TASK PROMPT
Please filter the data below down to the lines holding the string "listed".

|---|

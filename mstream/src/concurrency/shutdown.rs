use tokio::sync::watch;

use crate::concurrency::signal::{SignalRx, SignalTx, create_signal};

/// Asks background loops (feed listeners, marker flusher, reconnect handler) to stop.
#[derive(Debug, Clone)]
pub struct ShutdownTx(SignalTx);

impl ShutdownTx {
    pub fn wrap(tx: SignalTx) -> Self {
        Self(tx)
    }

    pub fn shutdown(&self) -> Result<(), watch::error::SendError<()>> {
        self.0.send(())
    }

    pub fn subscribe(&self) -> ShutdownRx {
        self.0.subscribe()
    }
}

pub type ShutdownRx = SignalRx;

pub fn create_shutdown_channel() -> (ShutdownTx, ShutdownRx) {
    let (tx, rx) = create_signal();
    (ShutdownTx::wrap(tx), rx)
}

|---|

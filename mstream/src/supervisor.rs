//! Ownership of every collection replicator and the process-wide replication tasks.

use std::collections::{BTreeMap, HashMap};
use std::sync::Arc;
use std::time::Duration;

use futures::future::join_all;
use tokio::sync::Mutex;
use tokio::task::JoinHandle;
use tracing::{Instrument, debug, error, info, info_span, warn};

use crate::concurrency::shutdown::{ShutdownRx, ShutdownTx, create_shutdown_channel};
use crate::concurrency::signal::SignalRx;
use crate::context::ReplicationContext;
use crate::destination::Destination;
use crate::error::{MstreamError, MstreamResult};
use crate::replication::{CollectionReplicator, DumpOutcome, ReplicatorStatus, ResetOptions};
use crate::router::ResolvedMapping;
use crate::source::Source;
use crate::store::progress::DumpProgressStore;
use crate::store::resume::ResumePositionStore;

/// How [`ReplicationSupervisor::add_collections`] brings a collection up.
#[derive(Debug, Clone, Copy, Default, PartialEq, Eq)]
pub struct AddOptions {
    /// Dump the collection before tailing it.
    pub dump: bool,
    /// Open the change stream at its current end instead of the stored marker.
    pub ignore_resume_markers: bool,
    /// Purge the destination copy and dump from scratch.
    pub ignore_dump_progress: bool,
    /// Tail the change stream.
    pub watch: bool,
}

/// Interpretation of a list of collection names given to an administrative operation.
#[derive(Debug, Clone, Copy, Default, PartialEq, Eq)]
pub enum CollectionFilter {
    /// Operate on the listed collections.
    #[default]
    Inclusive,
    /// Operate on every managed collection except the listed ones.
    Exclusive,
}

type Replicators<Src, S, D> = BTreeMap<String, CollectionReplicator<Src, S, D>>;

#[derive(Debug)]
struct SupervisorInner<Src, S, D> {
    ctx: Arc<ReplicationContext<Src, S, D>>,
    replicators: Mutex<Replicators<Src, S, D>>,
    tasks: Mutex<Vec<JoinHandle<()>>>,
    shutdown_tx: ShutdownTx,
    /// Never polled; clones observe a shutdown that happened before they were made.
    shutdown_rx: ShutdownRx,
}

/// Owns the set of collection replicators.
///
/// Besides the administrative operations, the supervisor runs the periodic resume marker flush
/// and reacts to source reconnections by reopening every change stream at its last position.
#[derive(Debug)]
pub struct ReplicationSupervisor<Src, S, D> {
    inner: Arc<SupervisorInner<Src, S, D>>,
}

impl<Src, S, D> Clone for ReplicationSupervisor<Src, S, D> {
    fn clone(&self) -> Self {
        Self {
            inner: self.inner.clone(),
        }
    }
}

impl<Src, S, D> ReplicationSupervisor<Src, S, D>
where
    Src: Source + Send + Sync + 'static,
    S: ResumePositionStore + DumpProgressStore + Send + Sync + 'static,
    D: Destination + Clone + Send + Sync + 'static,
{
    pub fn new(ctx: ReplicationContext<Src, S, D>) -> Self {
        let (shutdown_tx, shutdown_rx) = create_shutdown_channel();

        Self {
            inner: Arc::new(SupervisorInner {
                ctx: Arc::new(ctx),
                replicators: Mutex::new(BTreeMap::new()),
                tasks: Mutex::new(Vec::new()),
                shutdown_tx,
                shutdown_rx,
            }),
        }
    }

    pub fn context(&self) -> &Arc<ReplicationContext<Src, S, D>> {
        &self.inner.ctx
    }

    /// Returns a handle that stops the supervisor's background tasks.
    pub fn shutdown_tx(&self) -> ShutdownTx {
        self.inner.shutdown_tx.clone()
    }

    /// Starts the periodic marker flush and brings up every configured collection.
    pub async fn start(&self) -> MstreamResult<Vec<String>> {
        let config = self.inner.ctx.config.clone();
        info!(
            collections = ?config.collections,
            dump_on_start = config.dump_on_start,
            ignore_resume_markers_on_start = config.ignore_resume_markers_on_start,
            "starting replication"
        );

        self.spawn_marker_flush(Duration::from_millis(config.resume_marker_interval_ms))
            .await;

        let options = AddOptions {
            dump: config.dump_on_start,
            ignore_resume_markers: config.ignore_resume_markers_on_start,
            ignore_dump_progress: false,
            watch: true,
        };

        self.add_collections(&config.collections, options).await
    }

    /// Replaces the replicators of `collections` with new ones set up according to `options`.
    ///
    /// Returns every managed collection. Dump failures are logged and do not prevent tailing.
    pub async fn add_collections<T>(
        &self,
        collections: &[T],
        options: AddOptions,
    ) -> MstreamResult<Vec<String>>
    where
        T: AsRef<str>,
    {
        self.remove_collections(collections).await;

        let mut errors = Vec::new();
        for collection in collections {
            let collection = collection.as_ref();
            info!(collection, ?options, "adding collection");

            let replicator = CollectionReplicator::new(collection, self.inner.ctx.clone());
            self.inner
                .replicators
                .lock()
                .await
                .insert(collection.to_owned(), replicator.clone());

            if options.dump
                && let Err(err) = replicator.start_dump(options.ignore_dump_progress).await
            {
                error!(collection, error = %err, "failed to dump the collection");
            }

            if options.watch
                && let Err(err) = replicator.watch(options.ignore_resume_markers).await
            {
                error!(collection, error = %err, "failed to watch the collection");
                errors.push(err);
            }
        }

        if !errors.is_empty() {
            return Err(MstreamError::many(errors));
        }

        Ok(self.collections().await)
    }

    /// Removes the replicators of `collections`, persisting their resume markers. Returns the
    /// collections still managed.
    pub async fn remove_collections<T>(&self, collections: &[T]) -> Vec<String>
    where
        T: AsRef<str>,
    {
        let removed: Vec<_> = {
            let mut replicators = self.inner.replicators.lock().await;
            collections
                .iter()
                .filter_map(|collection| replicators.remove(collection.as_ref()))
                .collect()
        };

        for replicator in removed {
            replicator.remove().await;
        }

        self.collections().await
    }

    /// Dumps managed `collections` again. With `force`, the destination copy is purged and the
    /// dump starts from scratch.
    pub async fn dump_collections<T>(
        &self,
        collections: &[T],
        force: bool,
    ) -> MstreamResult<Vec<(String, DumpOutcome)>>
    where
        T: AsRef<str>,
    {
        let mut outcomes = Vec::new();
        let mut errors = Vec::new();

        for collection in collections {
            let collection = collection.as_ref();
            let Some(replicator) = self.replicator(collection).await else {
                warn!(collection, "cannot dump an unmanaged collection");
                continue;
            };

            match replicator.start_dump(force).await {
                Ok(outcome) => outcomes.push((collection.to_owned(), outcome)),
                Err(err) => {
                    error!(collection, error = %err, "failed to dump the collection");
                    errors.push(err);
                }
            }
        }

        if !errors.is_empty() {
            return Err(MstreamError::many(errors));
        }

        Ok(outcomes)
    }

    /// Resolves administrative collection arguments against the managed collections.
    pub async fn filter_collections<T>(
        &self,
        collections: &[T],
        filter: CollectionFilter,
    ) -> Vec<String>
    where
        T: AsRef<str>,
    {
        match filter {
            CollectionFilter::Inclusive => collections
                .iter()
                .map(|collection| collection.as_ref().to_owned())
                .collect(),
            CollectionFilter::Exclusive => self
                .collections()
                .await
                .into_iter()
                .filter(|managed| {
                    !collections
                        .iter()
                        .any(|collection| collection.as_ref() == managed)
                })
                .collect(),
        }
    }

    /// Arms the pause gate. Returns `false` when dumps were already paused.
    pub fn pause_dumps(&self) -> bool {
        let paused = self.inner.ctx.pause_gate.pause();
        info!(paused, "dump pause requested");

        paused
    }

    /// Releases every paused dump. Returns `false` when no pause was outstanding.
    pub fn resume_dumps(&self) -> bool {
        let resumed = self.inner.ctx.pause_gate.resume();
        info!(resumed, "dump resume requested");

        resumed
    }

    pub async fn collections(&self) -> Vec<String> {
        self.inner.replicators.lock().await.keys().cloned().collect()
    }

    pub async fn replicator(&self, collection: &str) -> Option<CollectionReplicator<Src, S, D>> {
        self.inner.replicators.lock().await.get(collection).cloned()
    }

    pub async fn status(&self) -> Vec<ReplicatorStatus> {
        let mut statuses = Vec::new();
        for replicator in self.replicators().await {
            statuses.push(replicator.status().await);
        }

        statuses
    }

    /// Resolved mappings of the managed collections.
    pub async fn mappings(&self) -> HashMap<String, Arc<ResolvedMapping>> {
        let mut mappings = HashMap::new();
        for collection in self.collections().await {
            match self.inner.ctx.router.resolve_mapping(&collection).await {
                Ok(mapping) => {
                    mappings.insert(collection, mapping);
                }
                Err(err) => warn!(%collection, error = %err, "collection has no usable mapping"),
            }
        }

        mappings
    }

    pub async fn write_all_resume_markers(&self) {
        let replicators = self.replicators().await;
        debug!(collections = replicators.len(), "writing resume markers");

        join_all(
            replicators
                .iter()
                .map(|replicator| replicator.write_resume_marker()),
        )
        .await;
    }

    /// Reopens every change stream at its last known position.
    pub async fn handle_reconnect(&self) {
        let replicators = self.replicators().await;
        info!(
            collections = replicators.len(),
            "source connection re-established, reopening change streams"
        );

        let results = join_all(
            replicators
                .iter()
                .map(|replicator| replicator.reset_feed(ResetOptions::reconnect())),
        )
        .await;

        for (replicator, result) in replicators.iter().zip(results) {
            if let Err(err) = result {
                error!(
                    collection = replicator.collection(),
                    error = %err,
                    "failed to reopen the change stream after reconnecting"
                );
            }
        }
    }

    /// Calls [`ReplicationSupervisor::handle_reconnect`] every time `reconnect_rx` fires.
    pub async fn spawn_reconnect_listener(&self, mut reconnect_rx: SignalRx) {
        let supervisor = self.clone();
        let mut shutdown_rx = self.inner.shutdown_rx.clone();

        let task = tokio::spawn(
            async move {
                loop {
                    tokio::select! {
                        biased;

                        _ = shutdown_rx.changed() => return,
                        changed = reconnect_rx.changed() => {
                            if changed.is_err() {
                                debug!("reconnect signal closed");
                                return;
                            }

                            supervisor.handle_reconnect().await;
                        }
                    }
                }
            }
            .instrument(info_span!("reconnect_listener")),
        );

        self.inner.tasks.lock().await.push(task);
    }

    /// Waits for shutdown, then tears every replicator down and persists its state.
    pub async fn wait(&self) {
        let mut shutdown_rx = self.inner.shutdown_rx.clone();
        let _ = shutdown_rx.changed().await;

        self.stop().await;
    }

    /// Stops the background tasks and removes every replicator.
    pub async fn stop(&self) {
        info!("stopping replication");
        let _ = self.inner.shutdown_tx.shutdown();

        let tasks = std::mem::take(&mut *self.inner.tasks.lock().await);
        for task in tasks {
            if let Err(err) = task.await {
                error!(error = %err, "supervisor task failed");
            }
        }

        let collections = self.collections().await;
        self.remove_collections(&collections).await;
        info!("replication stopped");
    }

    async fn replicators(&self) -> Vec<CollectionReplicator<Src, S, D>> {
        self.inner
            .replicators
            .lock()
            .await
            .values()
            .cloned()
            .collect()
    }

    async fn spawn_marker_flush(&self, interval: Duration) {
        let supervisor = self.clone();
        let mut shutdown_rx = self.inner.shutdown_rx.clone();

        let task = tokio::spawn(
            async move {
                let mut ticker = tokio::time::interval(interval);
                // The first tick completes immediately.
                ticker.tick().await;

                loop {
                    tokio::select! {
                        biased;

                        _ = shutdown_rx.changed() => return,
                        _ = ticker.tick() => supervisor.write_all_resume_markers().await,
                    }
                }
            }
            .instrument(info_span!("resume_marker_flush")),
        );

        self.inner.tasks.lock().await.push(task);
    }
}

|---|

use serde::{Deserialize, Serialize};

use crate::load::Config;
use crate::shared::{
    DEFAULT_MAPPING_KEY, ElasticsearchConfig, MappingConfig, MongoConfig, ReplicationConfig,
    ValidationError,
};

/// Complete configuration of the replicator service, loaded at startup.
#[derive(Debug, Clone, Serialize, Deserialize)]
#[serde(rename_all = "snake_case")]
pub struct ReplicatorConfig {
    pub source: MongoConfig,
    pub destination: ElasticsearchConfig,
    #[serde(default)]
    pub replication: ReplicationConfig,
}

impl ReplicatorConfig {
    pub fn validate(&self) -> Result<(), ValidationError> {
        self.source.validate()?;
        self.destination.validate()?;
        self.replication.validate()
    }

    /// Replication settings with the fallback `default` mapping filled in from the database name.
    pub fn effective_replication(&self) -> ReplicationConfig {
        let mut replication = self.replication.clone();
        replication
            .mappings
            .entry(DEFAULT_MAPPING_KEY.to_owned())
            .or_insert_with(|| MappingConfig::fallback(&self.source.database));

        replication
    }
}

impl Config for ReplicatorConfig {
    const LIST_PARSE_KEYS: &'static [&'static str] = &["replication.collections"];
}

|---|

SOLVED EXERCISE
    /// Operate on the listed collections.
    /// Operate on every managed collection except the listed ones.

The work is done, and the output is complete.